Friday, August 29, 2008

Chopshop and Toil

Well folks, I got my first project for college 2-d today. I feel like shit however (or at least more shitty than normal ) because I left my damn supplies at the house while in a rush to get out the door.

So! Instead of finishing my cut and paste work TODAY in CLASS I get to over the weekend---alongside a screaming pilfering baby. I couldn't sleep too well last night on account of dehydration knocking my ass out after school in the afternoon. my newly hefty rack isn't helping. These fuckers have tripled in size in a couple months---don't get any ideas either. I'm a virgin and thats how its staying. Of course be me the vessel who would manifest the son of Satan via anti-immaculate conception BECAUSE I am one of the few women who hasn't given it up yet and doesn't plan to. Last thing I need in my strange little life is a screaming infant. I hate noise, these things don't go over well. I don't get along with children too well. I am reminded of ZOGG.

Anyhoo, wow how did that dehydration story turn into a tale of boobs and anti-immaculate conception?

I'm borderlining D cups all. And the weird thing is that I've lost seven pounds.

But that doesn't have anything to do with art, does it? What I was getting at before I trailed off into that disturbing accounting of my own nethers, is that besides sleeping I'll be working on my projects and commission work all weekend.

I've also had to cut my meals back to one smallish one a day. Its lunch time now but I can't afford that shit. I've spent 100 bucks on art supplies in to days. Sacrifices, sacrifices. Someone hand me a rabbit to kill, maybe I'll get a fat stack for it. Or a human. I can do hitman.

One more thing. Met a girl in art class today. WEIRD. I think a friendship is afoot. She even confused ME of all people. She looks about as wired as she acts. Also, one of the girls who got everything paid for by the school let me use her card to purchase some black foam board in an emergency. You sweetheart. I offered to pay her back but she just said "its the colleges money not mine" and that was enough to sedate me.

Wednesday, August 27, 2008

Aforementioned Tits...

Two-DEE art class done. That was fast. Okay, so now I have...three and a half hours to spend being lewd but otherwise likable on the net. Here is that Tit's donkey that I promised, my non-existent viewers.

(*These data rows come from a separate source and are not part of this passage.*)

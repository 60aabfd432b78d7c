//! # keytag
//!
//! Musical key detection for short audio recordings, plus the file tagging
//! glue that renames recordings to carry their detected key.
//!
//! ## Features
//!
//! - **Pitch profile extraction**: STFT chroma folded onto 12 pitch classes,
//!   averaged over time and L1-normalized
//! - **Key estimation**: Krumhansl-Schmuckler template matching with Pearson
//!   correlation over 24 keys
//! - **Tagging**: `loop.wav` becomes `loop_Em.wav`
//!
//! ## Quick Start
//!
//! ```no_run
//! use keytag::{analyze_audio, AnalysisConfig};
//!
//! // Load audio samples (mono, f32, normalized)
//! let samples: Vec<f32> = vec![]; // Your audio data
//! let sample_rate = 44100;
//!
//! let result = analyze_audio(&samples, sample_rate, AnalysisConfig::default())?;
//! println!("Key: {} (correlation: {:.2})", result.key, result.key_confidence);
//! # Ok::<(), keytag::AnalysisError>(())
//! ```
//!
//! ## Architecture
//!
//! ```text
//! File → Decode (mono) → Chroma frames → Averaged profile → Key templates → Label
//! ```

#![warn(missing_docs)]
#![warn(clippy::all)]

pub mod analysis;
pub mod config;
pub mod error;
pub mod features;
pub mod io;
pub mod preprocessing;
pub mod tagging;

use std::path::Path;
use std::time::Instant;

// Re-export main types
pub use analysis::metadata::AnalysisMetadata;
pub use analysis::result::{AnalysisResult, Key, Mode, PitchClassVector};
pub use config::AnalysisConfig;
pub use error::AnalysisError;
pub use features::key::{KeyEstimate, KeyTemplates};
pub use io::sample_buffer::AudioSignal;

/// Main analysis function
///
/// Extracts the pitch-class profile of mono samples and estimates its key.
///
/// # Arguments
///
/// * `samples` - Mono audio samples, normalized to [-1.0, 1.0]
/// * `sample_rate` - Sample rate in Hz (typically 44100 or 48000)
/// * `config` - Analysis configuration parameters
///
/// # Returns
///
/// `AnalysisResult` containing key, correlation, clarity and the pitch profile
///
/// # Errors
///
/// - `InvalidInput` for empty samples, a zero sample rate or a bad config
/// - `DegenerateSignal` for silent or non-finite audio
pub fn analyze_audio(
    samples: &[f32],
    sample_rate: u32,
    config: AnalysisConfig,
) -> Result<AnalysisResult, AnalysisError> {
    let signal = AudioSignal::new(samples.to_vec(), sample_rate)?;
    analyze_signal(&signal, &config)
}

/// Analyze an already decoded [`AudioSignal`]
pub fn analyze_signal(
    signal: &AudioSignal,
    config: &AnalysisConfig,
) -> Result<AnalysisResult, AnalysisError> {
    let start_time = Instant::now();

    log::debug!(
        "Starting key analysis: {} samples at {} Hz",
        signal.samples().len(),
        signal.sample_rate()
    );

    let chroma = features::chroma::extract_chroma(signal, config)?;
    let profile =
        features::chroma::average_chroma(&chroma.frames, config.chroma_sharpening_power)?;
    let estimate = features::key::estimate_key(&profile, KeyTemplates::krumhansl());

    let processing_time_ms = start_time.elapsed().as_secs_f32() * 1000.0;

    Ok(AnalysisResult {
        key: estimate.key,
        key_confidence: estimate.confidence,
        key_clarity: estimate.clarity,
        pitch_profile: profile,
        metadata: AnalysisMetadata {
            duration_seconds: signal.duration_seconds(),
            sample_rate: signal.sample_rate(),
            processing_time_ms,
            frames_analyzed: chroma.frames.len(),
            frames_skipped: chroma.skipped,
            ..Default::default()
        },
    })
}

/// Decode an audio file and analyze it
///
/// # Errors
///
/// `DecodingError` if the file cannot be read as audio, otherwise as
/// [`analyze_audio`].
pub fn analyze_file(
    path: &Path,
    config: &AnalysisConfig,
) -> Result<AnalysisResult, AnalysisError> {
    let signal = io::decoder::decode_audio(path)?;
    analyze_signal(&signal, config)
}

/// Detect the key of an audio file and return its label ("C", "C#m", ...)
///
/// Uses the default configuration.
pub fn detect_key(path: &Path) -> Result<String, AnalysisError> {
    Ok(analyze_file(path, &AnalysisConfig::default())?.key.name())
}
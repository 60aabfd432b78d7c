//! Performance benchmarks for key detection

use criterion::{black_box, criterion_group, criterion_main, Criterion};
use keytag::features::chroma::extract_pitch_profile;
use keytag::features::key::{estimate_key, KeyTemplates};
use keytag::{analyze_audio, AnalysisConfig, AudioSignal};

/// 10 seconds of an A minor triad at 44.1kHz
fn triad_samples() -> Vec<f32> {
    let sample_rate = 44100.0;
    (0..44100 * 10)
        .map(|i| {
            let t = i as f32 / sample_rate;
            [220.0f32, 261.63, 329.63]
                .iter()
                .map(|f| (t * f * 2.0 * std::f32::consts::PI).sin() * 0.2)
                .sum::<f32>()
        })
        .collect()
}

fn bench_analyze_audio(c: &mut Criterion) {
    let samples = triad_samples();
    let config = AnalysisConfig::default();

    c.bench_function("analyze_audio_10s", |b| {
        b.iter(|| {
            let _ = analyze_audio(black_box(&samples), black_box(44100), black_box(config.clone()));
        });
    });
}

fn bench_stages(c: &mut Criterion) {
    let signal = AudioSignal::new(triad_samples(), 44100).expect("valid signal");
    let config = AnalysisConfig::default();
    let templates = KeyTemplates::krumhansl();
    let profile = extract_pitch_profile(&signal, &config).expect("tonal signal");

    c.bench_function("extract_pitch_profile_10s", |b| {
        b.iter(|| extract_pitch_profile(black_box(&signal), black_box(&config)))
    });
    c.bench_function("estimate_key", |b| {
        b.iter(|| estimate_key(black_box(&profile), templates))
    });
}

criterion_group!(benches, bench_analyze_audio, bench_stages);
criterion_main!(benches);
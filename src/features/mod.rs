//! Feature extraction modules
//!
//! - Chroma extraction (pitch-class profile)
//! - Key detection

pub mod chroma;
pub mod key;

Epic Failness by *kilderok on deviantART

And I Should prolly show ya what I was talking about in my previous post concerning nuts, balls penes and the Mario brothers. It's extremely stupid folks. You'll see. Somehow I just can't stop laughing.

The beginning

What better time for a bum like me to start her own business-y blog while on her first day of college? Hopefully this tool will prove useful as I sit here on the top level of Wilson hall, leering and those "kinetics" below me, while I atrophy in this phat armchair, rotting my brain as I watch Mario and Luigi talk about nuts, balls and penes. I'm serious.

First order of business, deodorant. No really. Why am I wearing a parka in the deep southern swamps in August? I will indeed be famous. This only proves the premonition of the redhead named Kittie---whom I dwell alongside with. Only cranked out jackasses with huge tits for a frontal lobe wears a parka in the summer in the south. Did I mention this schools mascot is in fact, a jackass?

I'll post my rendering of "Tits" the donkey after my two-dimensional class. But for now I need to get my fat, stinky cakes to Brinson Fine Arts. S'cuse me.